■ **ACTIVITY**:
Copy out the data in full, keeping each line exactly as it reads.

[[ DATA TO USE, beginning ]]

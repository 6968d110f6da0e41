use crate::{Context, Engine, ResponseRecorder};
use anyhow::{Error, Result};
use hyper::{
	body::Body,
	http::{header::CONTENT_TYPE, request::Parts, Method, StatusCode},
	service::Service,
};
use std::{
	convert::Infallible,
	future::{ready, Future, Ready},
	net::SocketAddr,
	pin::Pin,
	sync::Arc,
	task::{Context as TaskContext, Poll},
};

pub use hyper;

pub type Request = hyper::Request<Body>;

fn default_error_handler(e: Error) -> hyper::Response<Body> {
	let mut response = hyper::Response::new(Body::from(e.to_string()));
	*response.status_mut() = StatusCode::INTERNAL_SERVER_ERROR;
	response
}

/// Only urlencoded `POST`, `PUT` and `PATCH` bodies are read as form values.
fn has_form_body(parts: &Parts) -> bool {
	if !matches!(parts.method, Method::POST | Method::PUT | Method::PATCH) {
		return false;
	}

	parts
		.headers
		.get(CONTENT_TYPE)
		.and_then(|value| value.to_str().ok())
		.and_then(|value| value.split(';').next())
		.map_or(false, |essence| {
			essence
				.trim()
				.eq_ignore_ascii_case("application/x-www-form-urlencoded")
		})
}

/// A function that can convert an error into a response.
pub type ErrorHandler = fn(e: Error) -> hyper::Response<Body>;

/// Serves an [`Engine`] over hyper.
///
/// Pass it to `hyper::Server::serve` or call [`HttpEngine::serve`].
pub struct HttpEngine {
	engine: Arc<Engine>,
	internal_error: ErrorHandler,
}

impl From<Engine> for HttpEngine {
	fn from(engine: Engine) -> Self {
		Self {
			engine: Arc::new(engine),
			internal_error: default_error_handler,
		}
	}
}

impl HttpEngine {
	/// Replace the handler used for unreadable request bodies and panics no middleware recovered.
	pub fn internal_error_handler(mut self, handler: ErrorHandler) -> Self {
		self.internal_error = handler;
		self
	}

	/// Bind `addr` and serve until the server fails.
	pub async fn serve(self, addr: &SocketAddr) -> Result<()> {
		let server = hyper::Server::try_bind(addr)?.serve(self);
		tracing::info!(addr = %server.local_addr(), "listening");
		server.await?;
		Ok(())
	}
}

impl<T> Service<T> for HttpEngine {
	type Response = RouteHandler;
	type Error = Infallible;
	type Future = Ready<Result<Self::Response, Self::Error>>;

	fn poll_ready(&mut self, _: &mut TaskContext) -> Poll<Result<(), Self::Error>> {
		Poll::Ready(Ok(()))
	}

	fn call(&mut self, _: T) -> Self::Future {
		ready(Ok(RouteHandler {
			engine: Arc::clone(&self.engine),
			internal_error: self.internal_error,
		}))
	}
}

/// Responsible for handling the actual HTTP requests from hyper.
pub struct RouteHandler {
	engine: Arc<Engine>,
	internal_error: ErrorHandler,
}

impl Service<Request> for RouteHandler {
	type Response = hyper::Response<Body>;
	type Error = Infallible;
	type Future = Pin<Box<dyn Future<Output = Result<Self::Response, Self::Error>> + Send>>;

	fn poll_ready(&mut self, _cx: &mut TaskContext<'_>) -> Poll<Result<(), Self::Error>> {
		Poll::Ready(Ok(()))
	}

	fn call(&mut self, req: Request) -> Self::Future {
		let engine = Arc::clone(&self.engine);
		let err = self.internal_error;

		Box::pin(async move {
			let (parts, body) = req.into_parts();
			let mut c = Context::new(parts.method.clone(), parts.uri.path())
				.with_query(parts.uri.query());

			if has_form_body(&parts) {
				match hyper::body::to_bytes(body).await {
					Ok(body) => c = c.with_form(body.to_vec()),
					Err(e) => return Ok(err(e.into())),
				}
			}

			let mut recorder = ResponseRecorder::new();

			let response = match engine.dispatch(c, &mut recorder) {
				Ok(()) => recorder
					.into_response()
					.map(|response| response.map(Body::from))
					.unwrap_or_else(|| hyper::Response::new(Body::empty())),
				Err(fault) => err(fault.into()),
			};
			Ok(response)
		})
	}
}

#[cfg(test)]
mod test {
	use super::{HttpEngine, Request};
	use crate::Engine;
	use hyper::{
		body,
		http::{header::CONTENT_TYPE, StatusCode},
		service::Service,
		Body, Method,
	};

	fn engine() -> Engine {
		let mut engine = Engine::new();
		engine
			.get("/hello/:name", |c| {
				let body = format!("hello {} {}", c.param("name"), c.query("lang"));
				c.string(StatusCode::OK, body)
			})
			.post("/login", |c| {
				let body = format!("{} {}", c.post_form("user"), c.post_form("next"));
				c.string(StatusCode::OK, body)
			})
			.get("/panic", |_| panic!("boom"));
		engine
	}

	async fn send(app: &mut HttpEngine, req: Request) -> (StatusCode, String) {
		let mut handler = app.call(()).await.unwrap();
		let response = handler.call(req).await.unwrap();
		let status = response.status();
		let bytes = body::to_bytes(response.into_body()).await.unwrap();
		(status, String::from_utf8(bytes.to_vec()).unwrap())
	}

	fn request(method: Method, uri: &str, body: &'static str) -> Request {
		hyper::Request::builder()
			.method(method)
			.uri(uri)
			.body(Body::from(body))
			.unwrap()
	}

	fn form(method: Method, uri: &str, body: &'static str) -> Request {
		hyper::Request::builder()
			.method(method)
			.uri(uri)
			.header(CONTENT_TYPE, "application/x-www-form-urlencoded; charset=utf-8")
			.body(Body::from(body))
			.unwrap()
	}

	#[tokio::test]
	async fn reads_form_only_when_urlencoded() {
		let mut app = HttpEngine::from(engine());

		assert_eq!(
			send(&mut app, request(Method::POST, "/login?user=query", "user=body")).await,
			(StatusCode::OK, "query ".to_owned())
		);
		assert_eq!(
			send(&mut app, form(Method::POST, "/login?user=query", "user=body")).await,
			(StatusCode::OK, "body ".to_owned())
		);
	}

	#[tokio::test]
	async fn serves_routes() {
		let mut app = HttpEngine::from(engine());

		assert_eq!(
			send(&mut app, request(Method::GET, "/hello/geektutu?lang=go", "")).await,
			(StatusCode::OK, "hello geektutu go".to_owned())
		);
		assert_eq!(
			send(&mut app, form(Method::POST, "/login?next=/home", "user=geektutu")).await,
			(StatusCode::OK, "geektutu /home".to_owned())
		);
		assert_eq!(
			send(&mut app, request(Method::GET, "/nomatch", "")).await,
			(StatusCode::NOT_FOUND, "404 NOT FOUND: /nomatch".to_owned())
		);
	}

	#[tokio::test]
	async fn converts_faults() {
		let mut app = HttpEngine::from(engine());
		let (status, body) = send(&mut app, request(Method::GET, "/panic", "")).await;

		assert_eq!(status, StatusCode::INTERNAL_SERVER_ERROR);
		assert_eq!(body, "handler for GET /panic panicked: boom");
	}

	#[tokio::test]
	async fn uses_custom_error_handler() {
		let mut app = HttpEngine::from(engine()).internal_error_handler(|_| {
			let mut response = hyper::Response::new(Body::from("oops"));
			*response.status_mut() = StatusCode::SERVICE_UNAVAILABLE;
			response
		});
		let (status, body) = send(&mut app, request(Method::GET, "/panic", "")).await;

		assert_eq!(status, StatusCode::SERVICE_UNAVAILABLE);
		assert_eq!(body, "oops");
	}
}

[[ DATA TO USE, end ]]

■ **RESULT FOR THIS TASK**:
repository 6968d110f6da0e41
use crate::{Context, Engine, ResponseRecorder};
use anyhow::{Error, Result};
use hyper::{
	body::Body,
	http::{header::CONTENT_TYPE, request::Parts, Method, StatusCode},
	service::Service,
};
use std::{
	convert::Infallible,
	future::{ready, Future, Ready},
	net::SocketAddr,
	pin::Pin,
	sync::Arc,
	task::{Context as TaskContext, Poll},
};

pub use hyper;

pub type Request = hyper::Request<Body>;

fn default_error_handler(e: Error) -> hyper::Response<Body> {
	let mut response = hyper::Response::new(Body::from(e.to_string()));
	*response.status_mut() = StatusCode::INTERNAL_SERVER_ERROR;
	response
}

/// Only urlencoded `POST`, `PUT` and `PATCH` bodies are read as form values.
fn has_form_body(parts: &Parts) -> bool {
	if !matches!(parts.method, Method::POST | Method::PUT | Method::PATCH) {
		return false;
	}

	parts
		.headers
		.get(CONTENT_TYPE)
		.and_then(|value| value.to_str().ok())
		.and_then(|value| value.split(';').next())
		.map_or(false, |essence| {
			essence
				.trim()
				.eq_ignore_ascii_case("application/x-www-form-urlencoded")
		})
}

/// A function that can convert an error into a response.
pub type ErrorHandler = fn(e: Error) -> hyper::Response<Body>;

/// Serves an [`Engine`] over hyper.
///
/// Pass it to `hyper::Server::serve` or call [`HttpEngine::serve`].
pub struct HttpEngine {
	engine: Arc<Engine>,
	internal_error: ErrorHandler,
}

impl From<Engine> for HttpEngine {
	fn from(engine: Engine) -> Self {
		Self {
			engine: Arc::new(engine),
			internal_error: default_error_handler,
		}
	}
}

impl HttpEngine {
	/// Replace the handler used for unreadable request bodies and panics no middleware recovered.
	pub fn internal_error_handler(mut self, handler: ErrorHandler) -> Self {
		self.internal_error = handler;
		self
	}

	/// Bind `addr` and serve until the server fails.
	pub async fn serve(self, addr: &SocketAddr) -> Result<()> {
		let server = hyper::Server::try_bind(addr)?.serve(self);
		tracing::info!(addr = %server.local_addr(), "listening");
		server.await?;
		Ok(())
	}
}

impl<T> Service<T> for HttpEngine {
	type Response = RouteHandler;
	type Error = Infallible;
	type Future = Ready<Result<Self::Response, Self::Error>>;

	fn poll_ready(&mut self, _: &mut TaskContext) -> Poll<Result<(), Self::Error>> {
		Poll::Ready(Ok(()))
	}

	fn call(&mut self, _: T) -> Self::Future {
		ready(Ok(RouteHandler {
			engine: Arc::clone(&self.engine),
			internal_error: self.internal_error,
		}))
	}
}

/// Responsible for handling the actual HTTP requests from hyper.
pub struct RouteHandler {
	engine: Arc<Engine>,
	internal_error: ErrorHandler,
}

impl Service<Request> for RouteHandler {
	type Response = hyper::Response<Body>;
	type Error = Infallible;
	type Future = Pin<Box<dyn Future<Output = Result<Self::Response, Self::Error>> + Send>>;

	fn poll_ready(&mut self, _cx: &mut TaskContext<'_>) -> Poll<Result<(), Self::Error>> {
		Poll::Ready(Ok(()))
	}

	fn call(&mut self, req: Request) -> Self::Future {
		let engine = Arc::clone(&self.engine);
		let err = self.internal_error;

		Box::pin(async move {
			let (parts, body) = req.into_parts();
			let mut c = Context::new(parts.method.clone(), parts.uri.path())
				.with_query(parts.uri.query());

			if has_form_body(&parts) {
				match hyper::body::to_bytes(body).await {
					Ok(body) => c = c.with_form(body.to_vec()),
					Err(e) => return Ok(err(e.into())),
				}
			}

			let mut recorder = ResponseRecorder::new();

			let response = match engine.dispatch(c, &mut recorder) {
				Ok(()) => recorder
					.into_response()
					.map(|response| response.map(Body::from))
					.unwrap_or_else(|| hyper::Response::new(Body::empty())),
				Err(fault) => err(fault.into()),
			};
			Ok(response)
		})
	}
}

#[cfg(test)]
mod test {
	use super::{HttpEngine, Request};
	use crate::Engine;
	use hyper::{
		body,
		http::{header::CONTENT_TYPE, StatusCode},
		service::Service,
		Body, Method,
	};

	fn engine() -> Engine {
		let mut engine = Engine::new();
		engine
			.get("/hello/:name", |c| {
				let body = format!("hello {} {}", c.param("name"), c.query("lang"));
				c.string(StatusCode::OK, body)
			})
			.post("/login", |c| {
				let body = format!("{} {}", c.post_form("user"), c.post_form("next"));
				c.string(StatusCode::OK, body)
			})
			.get("/panic", |_| panic!("boom"));
		engine
	}

	async fn send(app: &mut HttpEngine, req: Request) -> (StatusCode, String) {
		let mut handler = app.call(()).await.unwrap();
		let response = handler.call(req).await.unwrap();
		let status = response.status();
		let bytes = body::to_bytes(response.into_body()).await.unwrap();
		(status, String::from_utf8(bytes.to_vec()).unwrap())
	}

	fn request(method: Method, uri: &str, body: &'static str) -> Request {
		hyper::Request::builder()
			.method(method)
			.uri(uri)
			.body(Body::from(body))
			.unwrap()
	}

	fn form(method: Method, uri: &str, body: &'static str) -> Request {
		hyper::Request::builder()
			.method(method)
			.uri(uri)
			.header(CONTENT_TYPE, "application/x-www-form-urlencoded; charset=utf-8")
			.body(Body::from(body))
			.unwrap()
	}

	#[tokio::test]
	async fn reads_form_only_when_urlencoded() {
		let mut app = HttpEngine::from(engine());

		assert_eq!(
			send(&mut app, request(Method::POST, "/login?user=query", "user=body")).await,
			(StatusCode::OK, "query ".to_owned())
		);
		assert_eq!(
			send(&mut app, form(Method::POST, "/login?user=query", "user=body")).await,
			(StatusCode::OK, "body ".to_owned())
		);
	}

	#[tokio::test]
	async fn serves_routes() {
		let mut app = HttpEngine::from(engine());

		assert_eq!(
			send(&mut app, request(Method::GET, "/hello/geektutu?lang=go", "")).await,
			(StatusCode::OK, "hello geektutu go".to_owned())
		);
		assert_eq!(
			send(&mut app, form(Method::POST, "/login?next=/home", "user=geektutu")).await,
			(StatusCode::OK, "geektutu /home".to_owned())
		);
		assert_eq!(
			send(&mut app, request(Method::GET, "/nomatch", "")).await,
			(StatusCode::NOT_FOUND, "404 NOT FOUND: /nomatch".to_owned())
		);
	}

	#[tokio::test]
	async fn converts_faults() {
		let mut app = HttpEngine::from(engine());
		let (status, body) = send(&mut app, request(Method::GET, "/panic", "")).await;

		assert_eq!(status, StatusCode::INTERNAL_SERVER_ERROR);
		assert_eq!(body, "handler for GET /panic panicked: boom");
	}

	#[tokio::test]
	async fn uses_custom_error_handler() {
		let mut app = HttpEngine::from(engine()).internal_error_handler(|_| {
			let mut response = hyper::Response::new(Body::from("oops"));
			*response.status_mut() = StatusCode::SERVICE_UNAVAILABLE;
			response
		});
		let (status, body) = send(&mut app, request(Method::GET, "/panic", "")).await;

		assert_eq!(status, StatusCode::SERVICE_UNAVAILABLE);
		assert_eq!(body, "oops");
	}
}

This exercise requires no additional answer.